Israel’s Supreme Court Delays Hearings on Judicial Overhaul Amid Attorney General’s Opposition

Israel’s Supreme Court has postponed the first of three crucial hearings regarding the legality of a judicial overhaul initiated by the far-right government led by Benjamin Netanyahu. This delay comes in response to the strong opposition expressed by the country’s attorney general.

For the past eight months, ever since the coalition assumed power, Justice Minister Yariv Levin, a close ally of Netanyahu, has consistently refused to convene the committee responsible for selecting the nation’s judges. This has led to numerous unfilled judicial positions across the country.

In an unusual turn of events, Attorney General Gail Baharav-Miara’s legal team will now present arguments opposing the counsel of the justice minister in court. Levin, who played a key role in shaping the overhaul, aims to modify the composition of the selection committee. This proposed change would grant Netanyahu’s far-right ruling coalition the ultimate authority in appointing judges, as part of a more extensive judicial reform proposed by Netanyahu’s government.

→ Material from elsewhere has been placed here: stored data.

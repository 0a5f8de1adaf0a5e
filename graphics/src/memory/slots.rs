//! Free-list sub-allocator for a single fixed-size arena.
//!
//! [`MemorySlots`] tracks which byte ranges of an arena (one buffer or one
//! device memory block) are free and which are reserved. It knows nothing
//! about GPU handles; pools wrap one per arena.
//!
//! # Placement
//!
//! ```text
//! free ranges, ordered by (size, offset):
//!   (64, 960)  (128, 0)  (128, 512)  (256, 640)
//!                  ^
//!   reserve(100, 16) picks the first range large enough once aligned:
//!   the smallest fitting size, lowest offset among equal sizes.
//!
//! before: |  free 128  | ...
//! after:  | res 100 |28| ...          tail 28 stays free
//! ```
//!
//! When the chosen range starts on an unaligned offset the bytes up to the
//! aligned start remain a free range of their own, so every byte of the
//! arena is always either free or reserved.
//!
//! # Release
//!
//! Releasing a range merges it with a free predecessor ending at its start
//! and a free successor starting at its end, so free ranges never touch.

use std::collections::{BTreeMap, BTreeSet};

/// Round `value` up to a multiple of `alignment`. An alignment of 0 is treated as 1.
#[inline]
pub fn align_up(value: u64, alignment: u64) -> u64 {
    value.next_multiple_of(alignment.max(1))
}

/// Free/reserved bookkeeping for one arena.
#[derive(Debug, Clone)]
pub struct MemorySlots {
    total_memory_size: u64,
    total_reserved_size: u64,
    /// Free ranges keyed by `(size, offset)` for best-fit lookup.
    available_memory: BTreeSet<(u64, u64)>,
    /// Free ranges keyed by offset for coalescing.
    offset_sizes: BTreeMap<u64, u64>,
    /// Reserved ranges keyed by offset.
    reserved_memory: BTreeMap<u64, u64>,
}

impl MemorySlots {
    /// Create bookkeeping for an arena of `total_memory_size` bytes, all free.
    pub fn new(total_memory_size: u64) -> Self {
        let mut slots = Self {
            total_memory_size,
            total_reserved_size: 0,
            available_memory: BTreeSet::new(),
            offset_sizes: BTreeMap::new(),
            reserved_memory: BTreeMap::new(),
        };
        if total_memory_size > 0 {
            slots.insert_available(0, total_memory_size);
        }
        slots
    }

    /// Reserve `size` bytes starting at a multiple of `alignment`.
    ///
    /// Picks the smallest free range that can hold the aligned request; among
    /// equally sized ranges the one with the lowest offset wins, so placement
    /// is deterministic for a given history of calls.
    ///
    /// Returns `None` when no free range fits. That is the signal for the
    /// owning pool to grow, not an error.
    pub fn reserve(&mut self, size: u64, alignment: u64) -> Option<u64> {
        if size == 0 || size > self.maximum_available_space() {
            return None;
        }

        let (block_offset, block_size, aligned_offset) = self
            .available_memory
            .range((size, 0)..)
            .find_map(|&(block_size, block_offset)| {
                let aligned_offset = align_up(block_offset, alignment);
                let padding = aligned_offset - block_offset;
                let needed = padding.checked_add(size)?;
                (needed <= block_size).then_some((block_offset, block_size, aligned_offset))
            })?;

        self.remove_available(block_offset, block_size);

        if aligned_offset > block_offset {
            self.insert_available(block_offset, aligned_offset - block_offset);
        }

        let reserved_end = aligned_offset + size;
        let block_end = block_offset + block_size;
        if reserved_end < block_end {
            self.insert_available(reserved_end, block_end - reserved_end);
        }

        self.reserved_memory.insert(aligned_offset, size);
        self.total_reserved_size += size;

        Some(aligned_offset)
    }

    /// Return a reserved range and merge it with its free neighbours.
    ///
    /// Releasing an offset that is not reserved is a caller bug: it is logged
    /// and ignored, and `false` is returned. If `size` disagrees with the
    /// recorded reservation the recorded size is used.
    pub fn release(&mut self, offset: u64, size: u64) -> bool {
        let Some(reserved_size) = self.reserved_memory.remove(&offset) else {
            log::warn!(
                "MemorySlots::release({offset}, {size}): no reservation at this offset, ignored"
            );
            return false;
        };

        if reserved_size != size {
            log::warn!(
                "MemorySlots::release({offset}, {size}): reservation is {reserved_size} bytes, releasing that"
            );
        }

        self.total_reserved_size -= reserved_size;

        let mut start = offset;
        let mut end = offset + reserved_size;

        let predecessor = self
            .offset_sizes
            .range(..offset)
            .next_back()
            .map(|(&o, &s)| (o, s));
        if let Some((prev_offset, prev_size)) = predecessor
            && prev_offset + prev_size == offset
        {
            self.remove_available(prev_offset, prev_size);
            start = prev_offset;
        }

        if let Some(&next_size) = self.offset_sizes.get(&end) {
            self.remove_available(end, next_size);
            end += next_size;
        }

        self.insert_available(start, end - start);
        true
    }

    /// Whether no free bytes remain.
    pub fn full(&self) -> bool {
        self.available_memory.is_empty()
    }

    /// Size of the largest free range.
    pub fn maximum_available_space(&self) -> u64 {
        self.available_memory
            .last()
            .map(|&(size, _)| size)
            .unwrap_or(0)
    }

    /// Sum of all free ranges.
    pub fn total_available_size(&self) -> u64 {
        self.total_memory_size - self.total_reserved_size
    }

    /// Sum of all reserved ranges.
    pub fn total_reserved_size(&self) -> u64 {
        self.total_reserved_size
    }

    /// Arena size.
    pub fn total_memory_size(&self) -> u64 {
        self.total_memory_size
    }

    /// Size of the reservation starting at `offset`, if any.
    pub fn reserved_size(&self, offset: u64) -> Option<u64> {
        self.reserved_memory.get(&offset).copied()
    }

    /// Number of reserved ranges.
    pub fn reservation_count(&self) -> usize {
        self.reserved_memory.len()
    }

    /// Number of free ranges.
    pub fn free_range_count(&self) -> usize {
        self.offset_sizes.len()
    }

    /// Validate internal consistency.
    ///
    /// Checks that both free-range indices agree, that free and reserved
    /// ranges tile the arena without gaps or overlap, that no two free ranges
    /// touch, and that the cached totals match.
    pub fn check(&self) -> Result<(), String> {
        if self.available_memory.len() != self.offset_sizes.len() {
            return Err(format!(
                "free index mismatch: {} by size, {} by offset",
                self.available_memory.len(),
                self.offset_sizes.len()
            ));
        }
        for (&offset, &size) in &self.offset_sizes {
            if !self.available_memory.contains(&(size, offset)) {
                return Err(format!("free range ({offset}, {size}) missing from size index"));
            }
        }

        let reserved_sum: u64 = self.reserved_memory.values().sum();
        if reserved_sum != self.total_reserved_size {
            return Err(format!(
                "reserved total {} does not match sum {reserved_sum}",
                self.total_reserved_size
            ));
        }
        let free_sum: u64 = self.offset_sizes.values().sum();
        if free_sum + reserved_sum != self.total_memory_size {
            return Err(format!(
                "free {free_sum} + reserved {reserved_sum} != total {}",
                self.total_memory_size
            ));
        }

        let mut ranges: Vec<(u64, u64, bool)> = self
            .offset_sizes
            .iter()
            .map(|(&o, &s)| (o, s, true))
            .chain(self.reserved_memory.iter().map(|(&o, &s)| (o, s, false)))
            .collect();
        ranges.sort_unstable_by_key(|&(offset, _, _)| offset);

        let mut cursor = 0u64;
        let mut previous_free = false;
        for (offset, size, free) in ranges {
            if size == 0 {
                return Err(format!("zero-sized range at {offset}"));
            }
            if offset != cursor {
                return Err(format!("expected range at {cursor}, found one at {offset}"));
            }
            if free && previous_free {
                return Err(format!("free range at {offset} not merged with its predecessor"));
            }
            previous_free = free;
            cursor = offset + size;
        }
        if cursor != self.total_memory_size {
            return Err(format!(
                "ranges end at {cursor}, arena is {} bytes",
                self.total_memory_size
            ));
        }

        Ok(())
    }

    /// Log the slot layout at debug level.
    pub fn report(&self) {
        log::debug!(
            "MemorySlots: total {} reserved {} available {} largest free {}",
            self.total_memory_size,
            self.total_reserved_size,
            self.total_available_size(),
            self.maximum_available_space()
        );
        for (offset, size) in &self.offset_sizes {
            log::debug!("  free     [{offset}, {})", offset + size);
        }
        for (offset, size) in &self.reserved_memory {
            log::debug!("  reserved [{offset}, {})", offset + size);
        }
    }

    fn insert_available(&mut self, offset: u64, size: u64) {
        self.available_memory.insert((size, offset));
        self.offset_sizes.insert(offset, size);
    }

    fn remove_available(&mut self, offset: u64, size: u64) {
        self.available_memory.remove(&(size, offset));
        self.offset_sizes.remove(&offset);
    }
}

Before the Supreme Court’s decision to postpone, petitions challenging Levin’s refusal were scheduled for a hearing on Thursday. Under normal circumstances, experts point out that Levin’s position would typically be represented by the attorney general. However, given Baharav-Miara’s opposition to the overhaul and Levin’s stance, he requested the postponement to seek independent legal counsel.

Amichai Cohen, a constitutional law professor and senior fellow at the Israel Democracy Institute, characterizes this situation as highly unusual. He notes that until the current government took office, it was a rare occurrence for the attorney general and the government to hold opposing positions. Cohen explains that typically, a dialogue leads to a unified stance.

The Supreme Court has rescheduled the hearing for September 19.

In a court filing submitted on Monday, Baharav-Miara argued that Levin’s actions had resulted in numerous vacant judgeships. According to the filing, if the selection committee isn’t convened by the end of the year, the country will have more than 53 vacant judgeships, representing over 5% of the national bench.

Levin has until Sunday to secure independent legal counsel and present his position to the Court.

This hearing is one of three pivotal cases that Israel’s Supreme Court will address this month concerning the legality of the judicial overhaul. The court’s rulings could potentially lead to a constitutional crisis if Netanyahu’s government chooses not to comply with the decisions.

The most prominent case is scheduled for September 12, during which the court will hear challenges to the coalition’s move in July to eliminate the “reasonableness standard.” This standard allows the Court to invalidate parliamentary decisions and appointments if they are deemed unreasonable.

Netanyahu’s coalition, predominantly composed of religious and ultranationalist parties, contends that non-elected judges in the country hold too much power and need to be reined in. Critics of the overhaul, representing a broad cross-section of Israeli society, argue that the plan threatens to dismantle the system of checks and balances and concentrate power in the hands of Netanyahu and his allies.

For over eight months, tens of thousands of Israelis have been protesting against the overhaul, marking one of the most sustained demonstrations in the country’s history.

The coalition argues that judges should not have the authority to overturn crucial decisions made by elected officials, while opponents claim that removing the reasonability standard could open the door to corruption and the improper appointment of unqualified individuals to significant positions.